Entonces todo empezó a aclararse. Para un joven de veinticuatro años, esencialmente tímido, asustadizo, inmaduro y (como supimos más adelante) terriblemente abusado, el hecho de descubrir de repente que era la persona más famosa del mundo no podía sino tener resultados extraños en su frágil mente. Sin haber llegado a conocer nunca la normalidad, su patología empezó a seguir la disfuncionalidad habitual en un niño famoso: un alejamiento gradual de la realidad marcado por ideas delirantes sobre su identidad. Bad, de 1987, no era solamente un disco malo; era completamente falso respecto de sus impulsos musicales reales, tan artificial como su apariencia física cada vez más extraña y sus ridículos trajes rutinarios. En el momento en que Prince, el rival negro más cercano a Jackson, nos deslumbraba con Parade y Sign O’ The Times, y cuando Public Enemy y NWA estaban haciendo del hip hop la verdadera vanguardia de la cultura negra de la calle, Michael era... bueno, un poquito “cursi”.
En realidad, Michael siempre había sido cursi, algo que no importaba mientras hiciera una música tan radical como “Billie Jean”. Con Bad y los discos igual de horribles que le siguieron, Dangerous (1991), HIStory (1995) e Invincible (2001), daba la impresión de estar tratando de adivinar lo que el público quería, en lugar de escuchar sus propios instintos. Para ser más preciso: había perdido contacto con todo lo que había sido orgánicamente grandioso sobre Michael Jackson. Cuando en los Brit Awards de 1996 Jarvis Coker saltó al escenario durante la performance de Jackson de la horrible y mesiánica “Earth Song”, e hizo como que se tiraba un pedo en dirección a la audiencia, estaba pinchándole el globo a una construcción megalómana y haciendo que todos los fans, salvo los más miopes, se sintieran avergonzados.
Cualquier resto de credibilidad que Michael tuviera a esa altura estaba perdido, y la desesperada autocoronación como el “Rey del Pop”, mote engañoso que le dio Elizabeth Taylor, esa otra niña estrella crónicamente dañada, sólo empeoró las cosas.

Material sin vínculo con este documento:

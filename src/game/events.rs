//! Battle events
//!
//! Everything the engine does is recorded as an event so the presentation
//! layer can play animations, sounds and log lines without the engine
//! knowing about any of them.

use crate::combat::{Side, StatusKind};
use crate::progression::{Skill, SkillKind, SkillRarity};
use super::turn::Turn;

#[derive(Debug, Clone, PartialEq)]
pub enum BattleEvent {
    BattleStarted {
        level: u32,
        enemy_health: f32,
        boss: bool,
    },
    SkillUsed {
        slot: usize,
        kind: SkillKind,
        rarity: SkillRarity,
    },
    DamageDealt {
        target: Side,
        amount: f32,
        remaining: f32,
    },
    Healed {
        target: Side,
        amount: f32,
        current: f32,
    },
    StatusApplied {
        target: Side,
        kind: StatusKind,
        percent: f32,
        turns: u32,
    },
    StatusExpired {
        target: Side,
        kind: StatusKind,
    },
    /// Lightning Strike landed its stun
    Stunned {
        target: Side,
    },
    /// The stunned enemy lost its attack
    AttackSkipped {
        actor: Side,
    },
    TurnStarted(Turn),
    Defeated(Side),
    RewardsOffered(Vec<Skill>),
}

impl BattleEvent {
    /// One-line description for logs and the battle message box
    pub fn message(&self) -> String {
        match self {
            BattleEvent::BattleStarted { level, enemy_health, boss } => {
                let foe = if *boss { "The boss" } else { "An enemy" };
                format!("Level {}: {} appears with {:.1} HP.", level, foe, enemy_health)
            }
            BattleEvent::SkillUsed { kind, rarity, .. } => {
                format!("Player uses {} ({}).", kind.name(), rarity.name())
            }
            BattleEvent::DamageDealt { target, amount, remaining } => {
                format!("{} takes {:.1} damage ({:.1} HP left).", target.name(), amount, remaining)
            }
            BattleEvent::Healed { target, amount, current } => {
                format!("{} recovers {:.1} HP ({:.1} HP).", target.name(), amount, current)
            }
            BattleEvent::StatusApplied { target, kind, percent, turns } => {
                format!(
                    "{} gains {} {:.0}% for {} turn(s).",
                    target.name(),
                    kind.name(),
                    percent * 100.0,
                    turns
                )
            }
            BattleEvent::StatusExpired { target, kind } => {
                format!("{}'s {} wears off.", target.name(), kind.name())
            }
            BattleEvent::Stunned { target } => format!("{} is stunned!", target.name()),
            BattleEvent::AttackSkipped { actor } => {
                format!("{} is stunned and can't attack.", actor.name())
            }
            BattleEvent::TurnStarted(turn) => format!("{}'s turn.", turn.side().name()),
            BattleEvent::Defeated(side) => format!("{} is defeated!", side.name()),
            BattleEvent::RewardsOffered(offers) => {
                let names: Vec<String> = offers.iter().map(|s| s.label()).collect();
                format!("Choose a reward: {}", names.join(", "))
            }
        }
    }
}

Los púberes pasando la noche en Neverland no fueron ninguna sorpresa. ¿Así que Peter Pan era un pedófilo? Dígannos algo que no hubiéramos adivinado hacía mucho.
Básicamente, la tragedia de Jackson no es tan extraordinaria, pero se representó en una escala mediática que le hubiera hecho mal hasta a Elvis. Ningún monto de dinero o fama podía curar las heridas psíquicas del pequeño niño golpeado por su padre con visos de ogro. Patrones clásicos de adicción se hicieron evidentes desde el momento en que los cirujanos comenzaron a esculpir el rostro de Michael. Cualquiera que haya visto aquellas espantosas entrevistas de Martin Bashir recordará la grotesca escena en la que un Jackson adicto a las compras gasta sin demasiado interés unos tres millones y medio de dólares en unos cuantos jarrones Imperio de dudoso gusto. Y de forma tristemente previsible, llegó finalmente la adicción de Jackson a las drogas de prescripción médica. Bueno, al menos no se murió sentado en un inodoro.
Michael Jackson no fue el primer entertainer al que la fama volvió loco, y no será el último: observen los recientes casos de Britney Spears, Amy Winehouse y Eminem. Pero si los penosos años finales del “Rey del Pop” no nos dejaron ninguna lección, sin duda los culpables somos todos nosotros.
Barney Hoskyns es cofundador y director editorial de Rock’s Backpages y es biógrafo de Led Zeppelin y Tom Waits.